Here a fragment distilled from the July 27th writing, both today and a decade ago:


If the primacy of the primal ground is something we desire then we have to prepare ourselves for the rigorous challenge of crossing over and into that experience.   For it is not something we can experience while squatting at our desks.   On the contrary, it demands that we run to it!

2 comments:

  1. 3.0a (Saturday, Forage Cafe, Portland, ME) I haven't read Thoreau in a bit, and I'm might take the Maine woods essays with me when I drive up to Acadia later today. I'll have a few days of solo time before Kelly and Jaime join me on Tuesday.
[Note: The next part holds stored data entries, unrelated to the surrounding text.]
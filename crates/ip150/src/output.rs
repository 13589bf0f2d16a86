use std::io::{IsTerminal, Write};

use clap::ValueEnum;
use comfy_table::{presets::UTF8_FULL, ContentArrangement, Table};
use ip150_frame::{is_disconnect_acknowledged, HeaderCommand, Packet};
use serde::Serialize;

#[derive(Clone, Debug, Copy, ValueEnum)]
pub enum OutputFormat {
    Json,
    Table,
    Pretty,
    Raw,
}

impl OutputFormat {
    pub fn default_for_stdout() -> Self {
        if std::io::stdout().is_terminal() {
            Self::Table
        } else {
            Self::Json
        }
    }
}

#[derive(Serialize, Debug, PartialEq)]
pub struct PacketOutput {
    pub wire_size: usize,
    pub payload_length: u16,
    pub message_type: String,
    pub encrypted: bool,
    pub command: u8,
    pub command_name: &'static str,
    pub sub_command: u8,
    pub unknown0: u8,
    pub unknown1: u8,
    pub payload: String,
    pub checksum_valid: bool,
    pub disconnect_ack: bool,
    pub wire: String,
}

impl PacketOutput {
    pub fn from_packet(packet: &Packet) -> Self {
        let header = packet.header();
        Self {
            wire_size: packet.wire_size(),
            payload_length: header.payload_length,
            message_type: format!("{:?}", header.message_type),
            encrypted: header.is_encrypted(),
            command: header.command,
            command_name: command_name(header.command),
            sub_command: header.sub_command,
            unknown0: header.unknown0,
            unknown1: header.unknown1,
            payload: hex::encode_upper(packet.payload()),
            checksum_valid: packet.checksum_valid(),
            disconnect_ack: is_disconnect_acknowledged(packet),
            wire: hex::encode_upper(packet.to_bytes()),
        }
    }
}

pub fn print_packet(packet: &Packet, format: OutputFormat) {
    let out = PacketOutput::from_packet(packet);
    match format {
        OutputFormat::Json => {
            println!(
                "{}",
                serde_json::to_string(&out).unwrap_or_else(|_| "{}".to_string())
            );
        }
        OutputFormat::Table => {
            let mut table = Table::new();
            table
                .load_preset(UTF8_FULL)
                .set_content_arrangement(ContentArrangement::Dynamic)
                .set_header(vec!["FIELD", "VALUE"])
                .add_row(vec!["length".to_string(), out.payload_length.to_string()])
                .add_row(vec!["type".to_string(), out.message_type.clone()])
                .add_row(vec!["encrypted".to_string(), out.encrypted.to_string()])
                .add_row(vec![
                    "command".to_string(),
                    format!("0x{:02X} ({})", out.command, out.command_name),
                ])
                .add_row(vec![
                    "reserved".to_string(),
                    format!(
                        "sub=0x{:02X} unk0=0x{:02X} unk1=0x{:02X}",
                        out.sub_command, out.unknown0, out.unknown1
                    ),
                ])
                .add_row(vec!["payload".to_string(), out.payload.clone()])
                .add_row(vec!["checksum".to_string(), checksum_label(&out)]);
            println!("{table}");
        }
        OutputFormat::Pretty => {
            println!(
                "command=0x{:02X} ({}) length={} encrypted={} checksum={} wire={}",
                out.command,
                out.command_name,
                out.payload_length,
                out.encrypted,
                checksum_label(&out),
                out.wire
            );
        }
        OutputFormat::Raw => {
            print_raw(&packet.to_bytes());
        }
    }
}

pub fn print_raw(data: &[u8]) {
    let mut out = std::io::stdout();
    let _ = out.write_all(data);
    let _ = out.flush();
}

pub fn command_name(opcode: u8) -> &'static str {
    HeaderCommand::from_opcode(opcode)
        .map(HeaderCommand::name)
        .unwrap_or("unlisted")
}

fn checksum_label(out: &PacketOutput) -> String {
    if out.encrypted {
        "n/a (encrypted)".to_string()
    } else if out.checksum_valid {
        "ok".to_string()
    } else {
        "mismatch".to_string()
    }
}

#[cfg(test)]
mod tests {
    use super::*;
    use ip150_frame::{HeaderTemplate, MemoryRequest};

    #[test]
    fn output_describes_eprom_request() {
        let packet = Packet::new(
            HeaderTemplate::for_command(HeaderCommand::ConnectToModule),
            &MemoryRequest::eprom(0x00F0, 16).unwrap(),
        )
        .unwrap();

        let out = PacketOutput::from_packet(&packet);
        assert_eq!(out.wire_size, 24);
        assert_eq!(out.command_name, "connect");
        assert_eq!(out.payload, "08500000F0001058");
        assert!(out.checksum_valid);
        assert!(!out.disconnect_ack);
    }

    #[test]
    fn unlisted_opcode_name() {
        assert_eq!(command_name(0x42), "unlisted");
        assert_eq!(command_name(0xFF), "disconnect");
    }
}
I spent a week by myself on MDI back in August, 2022, using the grant I received from Hofstra's Center on "Race," Ethnicity, and Social Justice. I was granted funds to support the writing of the Du Bois/Nancy paper that was published this past Monday in the "Journal of World Philosophies," but ended up writing the paper on bell hooks that I presented at NEPES 2022. That paper on the phenomenology of writing is one that I need to revisit. I'm considering including it in my Routledge book, as an appendix. We'll see. Anyway, I might take Thoreau with me. But I won't force it. I'm not in a New England transcendentalist mood at the moment. I unexpectedly finished part 2: Writing on Monday. The plan was to finish by the end of this week, so I was happily ahead of schedule. That meant I could focus the rest of the week on outdoor projects. The plan was to finish part 2 yesterday and then take the next week off from work. But now that I've had a 4 day break and I'll have a few solo days, I'm inclined to get going on part 3! The opening paragraphs set the tone, and I'm debating how I want to begin. I ended part 2 with Zarathustra's speech on the gate of the Moment. And for a day or two I imagined beginning part 3 where I left off, with Zarathustra leaving his cave and seeking the company of others. Part 3 is about the return to the formation of the learning community through dialogue/discussion. But that community isn't necessarily gathered by the evocative speech of the Sage. Rather, it is gathered by the free movement of thought that is shared by the members of the learning community who are sharing their annotations of the reading. This is why I'm a bit ambivalent about beginning with the speech maker. If I do decide to go in that direction it will only be to present the history of the dialogic learning community, the gatherings of learning that were organized by Socrates and Buddha. Irigaray's essay "Listening, Thinking, Teaching" will be a central text for part 3, and she may help make the pivot. All that to say, I will probably leave Thoreau at home and bring some pulp fiction instead. n the writing made on 7/27/04 there is a allusion to the reception of the originary as the “beginning” of learning.
    T

    ReplyDelete
  2. 3.0b - Citing the 2.0 commentary: Twenty years ago "I wrote that Learning (which, it should be clear by now, is euphemism for meditative thinking, and generally signifies the way of understanding ‘education’ from an existential and ontological perspective) begins with a crossing over into the abiding with the sage…his poetic dwelling…ek-static dwelling…'". Temporality has remained the key ontological phenomenon for my work. It is the time of Learning: the standing now (nun stans), the Moment, the Present, unfolding in the gap between past and future. This "crossing over" is an interesting metaphor, because the dwelling (the study) is located in that gap or threshold, which is normally a place that one passes over or through. The place of study (which is how I'm currently describing the location of learning) is now not identified as the Open region. Rather it is the text that is 'open'. That is not to say the study is 'closed' place. Rather, it is to relocate where the Open is encountered. This place of study is far from the wilderness. The 'wild' is encountered in the Deconstructed Library, but this within the walls of the university, perhaps a wilderness of sorts, but not the untrammeled place beyond the impact of humanity. The place of study is a way of describing a humanist location of learning.